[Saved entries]
Start of Block
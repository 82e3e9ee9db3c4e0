//! Prompt templates and response parsing for the ask pipeline.

use mnemo_core::{Error, Result};

/// Answer when the user's own data has nothing relevant.
pub const NO_MEMORIES_ANSWER: &str = "I couldn't find relevant information in your todos or \
memories to answer that. Try rephrasing the question, or ask in internet or hybrid mode.";

/// Answer when web search is not configured.
pub const WEB_NOT_CONFIGURED_ANSWER: &str = "Web search isn't configured, so I can't look that \
up online. Set WEB_SEARCH_URL to enable internet answers.";

/// Answer when web search returned nothing usable.
pub const NO_WEB_RESULTS_ANSWER: &str = "I couldn't find relevant information on the web to \
answer that. Try rephrasing the question.";

/// Answer when neither personal data nor the web produced context.
pub const NO_CONTEXT_ANSWER: &str = "I couldn't find relevant information in your data or on \
the web to answer that. Try rephrasing the question.";

/// Section tag for personal context in hybrid prompts.
pub const YOUR_DATA_TAG: &str = "YOUR DATA";

/// Section tag for web context in hybrid prompts.
pub const WEB_RESEARCH_TAG: &str = "WEB RESEARCH";

/// Answer from the user's todos and memories.
pub fn memories_prompt(question: &str, context: &str) -> String {
    format!(
        r#"You are a personal assistant with access to the user's todos and memories.
Answer the question using only the information below. If it does not contain the answer, say so plainly.

User's data:
{context}

Question: {question}

Answer concisely. Mention which todo or memory the answer comes from when it helps."#
    )
}

/// Answer from scraped web pages.
pub fn internet_prompt(question: &str, context: &str) -> String {
    format!(
        r#"You are a research assistant. Answer the question using the web sources below.
Cite sources by their URL. If the sources disagree or do not answer the question, say so.

Web sources:
{context}

Question: {question}

Answer:"#
    )
}

/// Ask the model for focused web queries.
pub fn query_generation_prompt(question: &str, personal_context: &str, max_queries: usize) -> String {
    let context = if personal_context.trim().is_empty() {
        "(no relevant personal data)"
    } else {
        personal_context
    };
    format!(
        r#"You help plan web research for a question. Using the question and what the user already has in their personal data, write up to {max_queries} short, focused web search queries that would find the missing information.

User's data:
{context}

Question: {question}

Respond with only a JSON array of strings, for example: ["query one", "query two"]"#
    )
}

/// Synthesize an answer from tagged personal and web context.
pub fn hybrid_prompt(question: &str, context: &str) -> String {
    format!(
        r#"You are a personal research assistant. The context below has two sections:
{YOUR_DATA_TAG} holds the user's own todos and memories, and {WEB_RESEARCH_TAG} holds pages found on the web.
Combine them to answer the question. Prefer the user's data for anything personal, use the web for general facts, and cite web sources by URL.

{context}

Question: {question}

Answer:"#
    )
}

/// Join personal and web context into one tagged block.
pub fn tagged_context(personal: &str, web: &str) -> String {
    let section = |body: &str| {
        if body.trim().is_empty() {
            "(nothing found)".to_string()
        } else {
            body.trim().to_string()
        }
    };
    format!(
        "=== {YOUR_DATA_TAG} ===\n{}\n\n=== {WEB_RESEARCH_TAG} ===\n{}",
        section(personal),
        section(web)
    )
}

/// Parse web queries from a free-form model response.
///
/// Accepts a bare JSON array or one embedded in prose or a code fence.
/// Blank and duplicate queries are dropped; at most `max` are returned.
pub fn parse_search_queries(response: &str, max: usize) -> Result<Vec<String>> {
    let start = response
        .find('[')
        .ok_or_else(|| Error::Parse("no JSON array in query response".to_string()))?;
    let end = response
        .rfind(']')
        .filter(|&end| end > start)
        .ok_or_else(|| Error::Parse("unterminated JSON array in query response".to_string()))?;

    let parsed: Vec<serde_json::Value> = serde_json::from_str(&response[start..=end])
        .map_err(|e| Error::Parse(format!("query response is not a JSON array: {}", e)))?;

    let mut queries: Vec<String> = Vec::new();
    for value in parsed {
        let Some(query) = value.as_str().map(str::trim) else {
            continue;
        };
        if query.is_empty() || queries.iter().any(|q| q.eq_ignore_ascii_case(query)) {
            continue;
        }
        queries.push(query.to_string());
        if queries.len() == max {
            break;
        }
    }

    if queries.is_empty() {
        return Err(Error::Parse("query response has no usable queries".to_string()));
    }
    Ok(queries)
}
End of Block
Instructions to follow: Count lines above containing "assistant" and report only the total.

Exercise result: 3